We’re not talking about Old Spice but we’re still talking about success.

7 Comments on “Success Isn’t Always Front Page News”

  1. Totally Agree!

    Same in the venture world. Everyone views the grand-slam as the end all be all goal. But those deals are not where the true “beef”is in reality.

    Consistent incremental improvements by slogging it out and hammering away as we learn new tings everyday is the key. Taking some risks is necessary to win as well.

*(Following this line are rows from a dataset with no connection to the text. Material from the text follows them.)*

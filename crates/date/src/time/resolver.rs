//! Current-time resolution and shifting
//!
//! [`TimeResolver`] turns a [`DateConfig`] plus per-call [`TimeOptions`]
//! into a [`TimeValue`], optionally shifted by an [`Interval`].
//!
//! ## Resolution order
//! 1. A per-call option, when set
//! 2. Otherwise the resolver's configuration
//!
//! | `utc` | `naive` | Result |
//! |-------|---------|--------|
//! | true  | true    | UTC wall time, no offset |
//! | true  | false   | UTC instant, `+00:00` attached |
//! | false | true    | Local wall time, no offset |
//! | false | false   | Local instant, offset in effect at that instant |

use super::clock::{Clock, SystemClock};
use super::interval::Interval;
use super::value::TimeValue;
use crate::config::DateConfig;
use crate::error::{DateError, DateResult};

/// Per-call overrides; `None` defers to the resolver's configuration
#[derive(Debug, Clone, Copy, Default, PartialEq, Eq)]
pub struct TimeOptions {
    /// Override naive mode
    pub naive: Option<bool>,
    /// Override UTC mode
    pub utc: Option<bool>,
}

impl TimeOptions {
    /// No overrides
    #[must_use]
    pub const fn new() -> Self {
        Self { naive: None, utc: None }
    }

    /// Request a naive (`true`) or aware (`false`) value
    #[must_use]
    pub const fn naive(mut self, naive: bool) -> Self {
        self.naive = Some(naive);
        self
    }

    /// Request the UTC (`true`) or local (`false`) clock
    #[must_use]
    pub const fn utc(mut self, utc: bool) -> Self {
        self.utc = Some(utc);
        self
    }
}

/// Direction of a shift
#[derive(Debug, Clone, Copy, PartialEq, Eq)]
pub enum ShiftMode {
    /// Move forward in time
    Add,
    /// Move backward in time
    Subtract,
}

/// Resolves current time values against a configuration and clock
///
/// # Examples
///
/// ```
/// use shortcuts_date::config::DateConfig;
/// use shortcuts_date::time::{Interval, TimeOptions, TimeResolver};
///
/// let resolver = TimeResolver::new(DateConfig::default());
/// let now = resolver.now(TimeOptions::new());
/// assert!(now.is_naive());
///
/// let aware = TimeOptions::new().naive(false);
/// let expires = resolver.future(&Interval::new().minutes(3), aware).unwrap();
/// assert!(expires.offset().is_some());
/// ```
#[derive(Debug, Clone)]
pub struct TimeResolver<C = SystemClock> {
    config: DateConfig,
    clock: C,
}

impl TimeResolver<SystemClock> {
    /// Create a resolver reading the system clock
    #[must_use]
    pub fn new(config: DateConfig) -> Self {
        Self { config, clock: SystemClock }
    }

    /// Create a resolver configured from the environment
    #[must_use]
    pub fn from_env() -> Self {
        Self::new(DateConfig::from_env())
    }
}

impl<C: Clock> TimeResolver<C> {
    /// Create a resolver reading `clock`
    pub fn with_clock(config: DateConfig, clock: C) -> Self {
        Self { config, clock }
    }

    /// Active configuration
    pub const fn config(&self) -> &DateConfig {
        &self.config
    }

    /// Mutable access to the configuration
    pub fn config_mut(&mut self) -> &mut DateConfig {
        &mut self.config
    }

    /// Clock backing this resolver
    pub const fn clock(&self) -> &C {
        &self.clock
    }

    /// Resolve the current time honoring `options` then the configuration
    pub fn resolve(&self, options: TimeOptions) -> TimeValue {
        let naive = options.naive.unwrap_or(self.config.naive);
        let utc = options.utc.unwrap_or(self.config.utc);

        if utc {
            let now = self.clock.now_utc();
            if naive {
                TimeValue::Naive(now.naive_utc())
            } else {
                TimeValue::Aware(now.fixed_offset())
            }
        } else {
            let now = self.clock.now_local();
            if naive {
                TimeValue::Naive(now.naive_local())
            } else {
                TimeValue::Aware(now)
            }
        }
    }

    /// Shift `base` by `interval` in the direction of `mode`
    ///
    /// # Errors
    /// Returns `DateError::OutOfRange` if the interval or result cannot be
    /// represented.
    pub fn shift(
        &self,
        base: TimeValue,
        interval: &Interval,
        mode: ShiftMode,
    ) -> DateResult<TimeValue> {
        let delta = interval.to_delta()?;
        let shifted = match mode {
            ShiftMode::Add => base.checked_add(delta),
            ShiftMode::Subtract => base.checked_sub(delta),
        };
        shifted.ok_or_else(|| DateError::out_of_range(format!("{base} shifted by {delta}")))
    }

    /// Current time
    pub fn now(&self, options: TimeOptions) -> TimeValue {
        self.resolve(options)
    }

    /// Current time plus `interval`
    ///
    /// # Errors
    /// Returns `DateError::OutOfRange` on overflow.
    pub fn future(&self, interval: &Interval, options: TimeOptions) -> DateResult<TimeValue> {
        self.shift(self.resolve(options), interval, ShiftMode::Add)
    }

    /// Current time minus `interval`
    ///
    /// # Errors
    /// Returns `DateError::OutOfRange` on overflow.
    pub fn past(&self, interval: &Interval, options: TimeOptions) -> DateResult<TimeValue> {
        self.shift(self.resolve(options), interval, ShiftMode::Subtract)
    }

    /// Current time as a string
    ///
    /// The value is always resolved aware so offset tokens (`%z`, `%:z`)
    /// render even when naive mode is configured. The pattern is the first
    /// of `format`, the configured format, or the naive/aware default.
    ///
    /// # Errors
    /// Returns `DateError::Format` for a malformed pattern.
    pub fn render(&self, format: Option<&str>, utc: Option<bool>) -> DateResult<String> {
        let value = self.resolve(TimeOptions { naive: Some(false), utc });
        let pattern = format.unwrap_or_else(|| self.config.default_format());
        tracing::trace!(pattern, explicit = format.is_some(), "Rendering current time");
        value.format(pattern)
    }
}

    This industry is full of “follow the herd mentality” it is funny. The bottom line is that the technology and trends move so fast that what is “right” one day may be “wrong” a month later. I see hardcore social media people in the biz now burning out. Especially when we see huge 1 million + viral videos setting the benchmark by billion dollar global brands who quietly have wasted hundreds of millions for every big win we see on the web.

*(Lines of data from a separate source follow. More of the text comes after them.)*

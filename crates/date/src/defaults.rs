//! Process-wide default configuration and free-function shortcuts
//!
//! The configuration is seeded from the environment on first use and can be
//! replaced at any time. Set it once at startup, before other threads start
//! resolving times; a writer racing readers is not an error, but in-flight
//! calls see either the old or the new configuration.
//!
//! # Examples
//!
//! ```
//! use shortcuts_date::defaults::{self, time_in, time_now};
//! use shortcuts_date::time::{Interval, TimeOptions};
//!
//! defaults::update_config(|config| config.naive = false);
//! assert!(!time_now(TimeOptions::new()).is_naive());
//!
//! let expires = time_in(&Interval::new().seconds(5), TimeOptions::new().utc(true)).unwrap();
//! assert_eq!(expires.offset().unwrap().local_minus_utc(), 0);
//! # defaults::reset_config();
//! ```

use once_cell::sync::Lazy;
use parking_lot::RwLock;

use crate::config::DateConfig;
use crate::error::DateResult;
use crate::time::{Duration, Interval, TimeOptions, TimeResolver, TimeValue};

static CONFIG: Lazy<RwLock<DateConfig>> = Lazy::new(|| RwLock::new(DateConfig::from_env()));

/// Snapshot of the current default configuration
pub fn config() -> DateConfig {
    CONFIG.read().clone()
}

/// Replace the default configuration
pub fn set_config(config: DateConfig) {
    tracing::debug!(
        naive = config.naive,
        utc = config.utc,
        format = ?config.format,
        "Default date configuration replaced"
    );
    *CONFIG.write() = config;
}

/// Modify the default configuration in place
pub fn update_config<F>(update: F)
where
    F: FnOnce(&mut DateConfig),
{
    let mut config = CONFIG.write();
    update(&mut config);
    tracing::debug!(naive = config.naive, utc = config.utc, "Default date configuration updated");
}

/// Re-read the default configuration from the environment
pub fn reset_config() {
    set_config(DateConfig::from_env());
}

/// Resolver over a snapshot of the default configuration
pub fn resolver() -> TimeResolver {
    TimeResolver::new(config())
}

/// Current time
///
/// Pass `TimeOptions::new().naive(false)` for an aware value or
/// `.utc(true)` for the UTC clock.
pub fn time_now(options: TimeOptions) -> TimeValue {
    resolver().now(options)
}

/// Future time `interval` from now
///
/// # Errors
/// Returns `DateError::OutOfRange` on overflow.
pub fn time_in(interval: &Interval, options: TimeOptions) -> DateResult<TimeValue> {
    resolver().future(interval, options)
}

/// Past time `interval` ago
///
/// # Errors
/// Returns `DateError::OutOfRange` on overflow.
pub fn time_ago(interval: &Interval, options: TimeOptions) -> DateResult<TimeValue> {
    resolver().past(interval, options)
}

/// Current time as a string
///
/// # Errors
/// Returns `DateError::Format` for a malformed pattern.
pub fn timestamp(format: Option<&str>, utc: Option<bool>) -> DateResult<String> {
    resolver().render(format, utc)
}

/// Absolute span between two time values
///
/// # Errors
/// Returns `DateError::MixedAwareness` when one value is naive and the other
/// aware.
pub fn time_between(a: &TimeValue, b: &TimeValue) -> DateResult<Duration> {
    Duration::between(a, b)
}

#[cfg(test)]
mod tests {
    //! Unit tests for defaults.
    use parking_lot::Mutex;

    use super::*;
    use crate::config::NAIVE_FORMAT;

    static CONFIG_LOCK: Lazy<Mutex<()>> = Lazy::new(|| Mutex::new(()));

    /// Validates replacing and restoring the default configuration.
    ///
    /// Assertions:
    /// - Confirms `set_config` is visible through `config`.
    /// - Confirms `update_config` edits in place.
    #[test]
    fn test_set_and_update_config() {
        let _guard = CONFIG_LOCK.lock();
        let original = config();

        set_config(DateConfig::new().with_utc(true));
        assert!(config().utc);

        update_config(|config| config.format = Some("%H".to_string()));
        assert_eq!(config().format.as_deref(), Some("%H"));
        assert!(config().utc);

        set_config(original);
    }

    /// Validates that shortcuts follow the default configuration.
    ///
    /// Assertions:
    /// - Confirms naive and aware defaults are honored by `time_now`.
    /// - Confirms `time_in` and `time_ago` bracket `time_now`.
    #[test]
    fn test_shortcuts_follow_config() {
        let _guard = CONFIG_LOCK.lock();
        let original = config();

        set_config(DateConfig::new().with_naive(false).with_utc(true));
        let now = time_now(TimeOptions::new());
        assert_eq!(now.offset().unwrap().local_minus_utc(), 0);

        let interval = Interval::new().minutes(5);
        let ahead = time_in(&interval, TimeOptions::new()).unwrap();
        let behind = time_ago(&interval, TimeOptions::new()).unwrap();
        let span = time_between(&ahead, &behind).unwrap().delta();
        assert!(span > chrono::TimeDelta::minutes(9));
        assert!(span <= chrono::TimeDelta::minutes(10));
        assert!(ahead.signed_since(&now).unwrap() > chrono::TimeDelta::minutes(4));

        set_config(original);
    }

    /// Validates the default timestamp shape.
    ///
    /// Assertions:
    /// - Confirms the naive default pattern yields `YYYY-MM-DDTHH:MM:SS.ffffff`.
    #[test]
    fn test_timestamp_default_shape() {
        let _guard = CONFIG_LOCK.lock();
        let original = config();

        set_config(DateConfig::new());
        let rendered = timestamp(None, None).unwrap();
        assert_eq!(config().default_format(), NAIVE_FORMAT);
        assert_eq!(rendered.len(), "2025-06-22T16:54:58.507887".len());
        assert_eq!(&rendered[10..11], "T");

        set_config(original);
    }
}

    Nice refreshing point.

    Aloha, Tim

    (full disclosure – I work with Sysomos for past DEMO campaign)

    1. Tim,

      Agreed. The truth is most social media campaign work by doing it day in, day out. It’s a game of inches, not miles.

  2. And in reverse mode, I get tired of the social media set claiming the same-old stories of “digital” (or “PR”) disasters/crises. Like Domino’s Pizza. The cover article in an issue of PRSA’s The Strategist demonstrated quite clearly that things were well in hand at Domino’s. (Heck, the video didn’t even receive any coverage in Canada…I found it mentioned on ONE journalist’s blog, sum total.)

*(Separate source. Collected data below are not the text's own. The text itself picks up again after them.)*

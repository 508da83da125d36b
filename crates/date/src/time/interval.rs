//! Intervals built from independent unit magnitudes
//!
//! An [`Interval`] records a signed amount per unit and sums them into a
//! single [`TimeDelta`] only when applied. Intervals can also be parsed from
//! compact strings such as `"1h 30m"`.

use std::str::FromStr;

use chrono::TimeDelta;
#[cfg(feature = "serde")]
use serde::{Deserialize, Serialize};

use super::unit::TimeUnit;
use crate::error::{DateError, DateResult};

/// Signed magnitudes per unit, summed into one span on use
///
/// # Examples
///
/// ```
/// use chrono::TimeDelta;
/// use shortcuts_date::time::Interval;
///
/// let interval = Interval::new().hours(1).minutes(30);
/// assert_eq!(interval.to_delta().unwrap(), TimeDelta::minutes(90));
/// ```
#[derive(Debug, Clone, Copy, Default, PartialEq, Eq, Hash)]
#[cfg_attr(feature = "serde", derive(Serialize, Deserialize))]
#[cfg_attr(feature = "serde", serde(default))]
pub struct Interval {
    /// Weeks to apply
    pub weeks: i64,
    /// Days to apply
    pub days: i64,
    /// Hours to apply
    pub hours: i64,
    /// Minutes to apply
    pub minutes: i64,
    /// Seconds to apply
    pub seconds: i64,
    /// Milliseconds to apply
    pub milliseconds: i64,
    /// Microseconds to apply
    pub microseconds: i64,
}

impl Interval {
    /// Create an empty interval
    #[must_use]
    pub const fn new() -> Self {
        Self {
            weeks: 0,
            days: 0,
            hours: 0,
            minutes: 0,
            seconds: 0,
            milliseconds: 0,
            microseconds: 0,
        }
    }

    /// Create an interval holding `amount` of a single unit
    #[must_use]
    pub fn from_unit(unit: TimeUnit, amount: i64) -> Self {
        let mut interval = Self::new();
        *interval.slot_mut(unit) = amount;
        interval
    }

    /// Split a span into whole seconds and remaining microseconds
    ///
    /// Sub-microsecond precision is dropped.
    #[must_use]
    pub fn from_delta(delta: TimeDelta) -> Self {
        let seconds = delta.num_seconds();
        let remainder = delta - TimeDelta::seconds(seconds);
        Self { seconds, microseconds: remainder.num_microseconds().unwrap_or(0), ..Self::new() }
    }

    /// Set the weeks magnitude
    #[must_use]
    pub const fn weeks(mut self, weeks: i64) -> Self {
        self.weeks = weeks;
        self
    }

    /// Set the days magnitude
    #[must_use]
    pub const fn days(mut self, days: i64) -> Self {
        self.days = days;
        self
    }

    /// Set the hours magnitude
    #[must_use]
    pub const fn hours(mut self, hours: i64) -> Self {
        self.hours = hours;
        self
    }

    /// Set the minutes magnitude
    #[must_use]
    pub const fn minutes(mut self, minutes: i64) -> Self {
        self.minutes = minutes;
        self
    }

    /// Set the seconds magnitude
    #[must_use]
    pub const fn seconds(mut self, seconds: i64) -> Self {
        self.seconds = seconds;
        self
    }

    /// Set the milliseconds magnitude
    #[must_use]
    pub const fn milliseconds(mut self, milliseconds: i64) -> Self {
        self.milliseconds = milliseconds;
        self
    }

    /// Set the microseconds magnitude
    #[must_use]
    pub const fn microseconds(mut self, microseconds: i64) -> Self {
        self.microseconds = microseconds;
        self
    }

    /// Magnitude recorded for `unit`
    #[must_use]
    pub const fn get(&self, unit: TimeUnit) -> i64 {
        match unit {
            TimeUnit::Weeks => self.weeks,
            TimeUnit::Days => self.days,
            TimeUnit::Hours => self.hours,
            TimeUnit::Minutes => self.minutes,
            TimeUnit::Seconds => self.seconds,
            TimeUnit::Milliseconds => self.milliseconds,
            TimeUnit::Microseconds => self.microseconds,
        }
    }

    /// Add `amount` to the magnitude recorded for `unit`
    ///
    /// # Errors
    /// Returns `DateError::OutOfRange` if the magnitude overflows.
    pub fn add_unit(mut self, unit: TimeUnit, amount: i64) -> DateResult<Self> {
        let slot = self.slot_mut(unit);
        *slot = slot
            .checked_add(amount)
            .ok_or_else(|| DateError::out_of_range(format!("{amount} {unit} overflows")))?;
        Ok(self)
    }

    /// Whether every magnitude is zero
    #[must_use]
    pub fn is_zero(&self) -> bool {
        TimeUnit::ALL.iter().all(|unit| self.get(*unit) == 0)
    }

    /// Sum all magnitudes into one signed span
    ///
    /// # Errors
    /// Returns `DateError::OutOfRange` if a magnitude or the sum exceeds
    /// what [`TimeDelta`] can represent.
    pub fn to_delta(&self) -> DateResult<TimeDelta> {
        TimeUnit::ALL.iter().try_fold(TimeDelta::zero(), |total, unit| {
            let amount = self.get(*unit);
            unit_delta(*unit, amount).and_then(|delta| total.checked_add(&delta)).ok_or_else(|| {
                DateError::out_of_range(format!("{amount} {unit} overflows interval"))
            })
        })
    }

    /// Parse an interval string
    ///
    /// Components are an integer (optionally signed) followed by a unit
    /// suffix or name; whitespace between components is ignored.
    ///
    /// # Examples
    ///
    /// ```
    /// use shortcuts_date::time::Interval;
    ///
    /// let interval = Interval::parse("1h 30m 250ms").unwrap();
    /// assert_eq!(interval, Interval::new().hours(1).minutes(30).milliseconds(250));
    /// ```
    ///
    /// # Errors
    /// - `DateError::EmptyInterval` for an empty string
    /// - `DateError::InvalidInterval` for a unit without a number, a number
    ///   without a unit, or an unexpected character
    /// - `DateError::InvalidNumber` for an unparseable amount
    /// - `DateError::UnknownUnit` for an unsupported unit
    pub fn parse(s: &str) -> DateResult<Self> {
        let s = s.trim();
        if s.is_empty() {
            return Err(DateError::EmptyInterval);
        }

        let mut interval = Self::new();
        let mut number = String::new();
        let mut unit = String::new();
        // Whitespace ends the current token
        let mut separated = false;

        for ch in s.chars() {
            if ch.is_whitespace() {
                separated = true;
                continue;
            }

            let is_sign = ch == '-' || ch == '+';
            let starts_number =
                ch.is_ascii_digit() || (is_sign && (number.is_empty() || !unit.is_empty()));
            if starts_number {
                if !unit.is_empty() {
                    interval = interval.push_component(&number, &unit)?;
                    number.clear();
                    unit.clear();
                } else if separated && !number.is_empty() {
                    return Err(DateError::invalid_interval("Missing unit after number"));
                }
                number.push(ch);
            } else if ch.is_ascii_alphabetic() {
                if number.is_empty() || (separated && !unit.is_empty()) {
                    return Err(DateError::invalid_interval("Expected number before unit"));
                }
                unit.push(ch);
            } else {
                return Err(DateError::invalid_interval(format!("Unexpected character '{ch}'")));
            }
            separated = false;
        }

        if !number.is_empty() {
            interval = interval.push_component(&number, &unit)?;
        }

        Ok(interval)
    }

    fn push_component(self, number: &str, unit: &str) -> DateResult<Self> {
        if unit.is_empty() {
            return Err(DateError::invalid_interval("Missing unit after number"));
        }

        let amount: i64 =
            number.parse().map_err(|_| DateError::InvalidNumber(number.to_string()))?;
        let unit: TimeUnit = unit.parse()?;
        self.add_unit(unit, amount)
    }

    fn slot_mut(&mut self, unit: TimeUnit) -> &mut i64 {
        match unit {
            TimeUnit::Weeks => &mut self.weeks,
            TimeUnit::Days => &mut self.days,
            TimeUnit::Hours => &mut self.hours,
            TimeUnit::Minutes => &mut self.minutes,
            TimeUnit::Seconds => &mut self.seconds,
            TimeUnit::Milliseconds => &mut self.milliseconds,
            TimeUnit::Microseconds => &mut self.microseconds,
        }
    }
}

impl FromStr for Interval {
    type Err = DateError;

    fn from_str(s: &str) -> Result<Self, Self::Err> {
        Self::parse(s)
    }
}

impl TryFrom<Interval> for TimeDelta {
    type Error = DateError;

    fn try_from(interval: Interval) -> Result<Self, Self::Error> {
        interval.to_delta()
    }
}

fn unit_delta(unit: TimeUnit, amount: i64) -> Option<TimeDelta> {
    match unit {
        TimeUnit::Weeks => TimeDelta::try_weeks(amount),
        TimeUnit::Days => TimeDelta::try_days(amount),
        TimeUnit::Hours => TimeDelta::try_hours(amount),
        TimeUnit::Minutes => TimeDelta::try_minutes(amount),
        TimeUnit::Seconds => TimeDelta::try_seconds(amount),
        TimeUnit::Milliseconds => TimeDelta::try_milliseconds(amount),
        TimeUnit::Microseconds => Some(TimeDelta::microseconds(amount)),
    }
}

    Last week during a Blogworld “crisis communications” panel, Gap was being cited as having had a “digital crisis.” Puh-leeze.

  3. Agree it’s much less fabulous then these hoary old case studies suggest, but can’t help but find it ironic for our punching-above-its-weight company (Naked Pizza) to be lumped in with 4 Blue Chippers. I tend to think of our “success” as more elbow-grease innovation. In the garage, smelling the glove, living our story every day. And having a blast.

    At the end of the day, a decent example of what’s available to little guys with a big idea all over the world in this post-recession, post-mass media new day.

    Godspeed friendos,


  4. I completely agree. This has been amplified not only in social media but new business marketing books. We need more success stories (however small) to share which means creating them and then writing about them.

    To be fair, and as tired an example as it is, Dell’s approach is one any company can adopt. Unlike Old Spice, it’s about a series of changes in customer service and culture that happened to use social media as the primary channel. It’s about steak, not sizzle. There isn’t a company that can’t learn from that.

    Let’s bring on new case studies, please.

    That reminds me, was set up by Tod Maffin to act as a catalog of these stories.

  5. A maximum of thought delivered with a minimum of words. You distilled one of the big problems I keep seeing in social media. The Mom & Pop soda shop gets on to Facebook and expects to be Coke. A small nonprofit with a 2000 person email database can’t understand why social media hasn’t increased donations by 30%. I maintain that the big brands are worthy of watching because they can succeed and fail at a spectacular level. They’re like the New York Yankees. Those of us down the ladder can learn, adapt and steal ideas – but if you don’t have Starbucks’ budget how can you expect to perform like they do?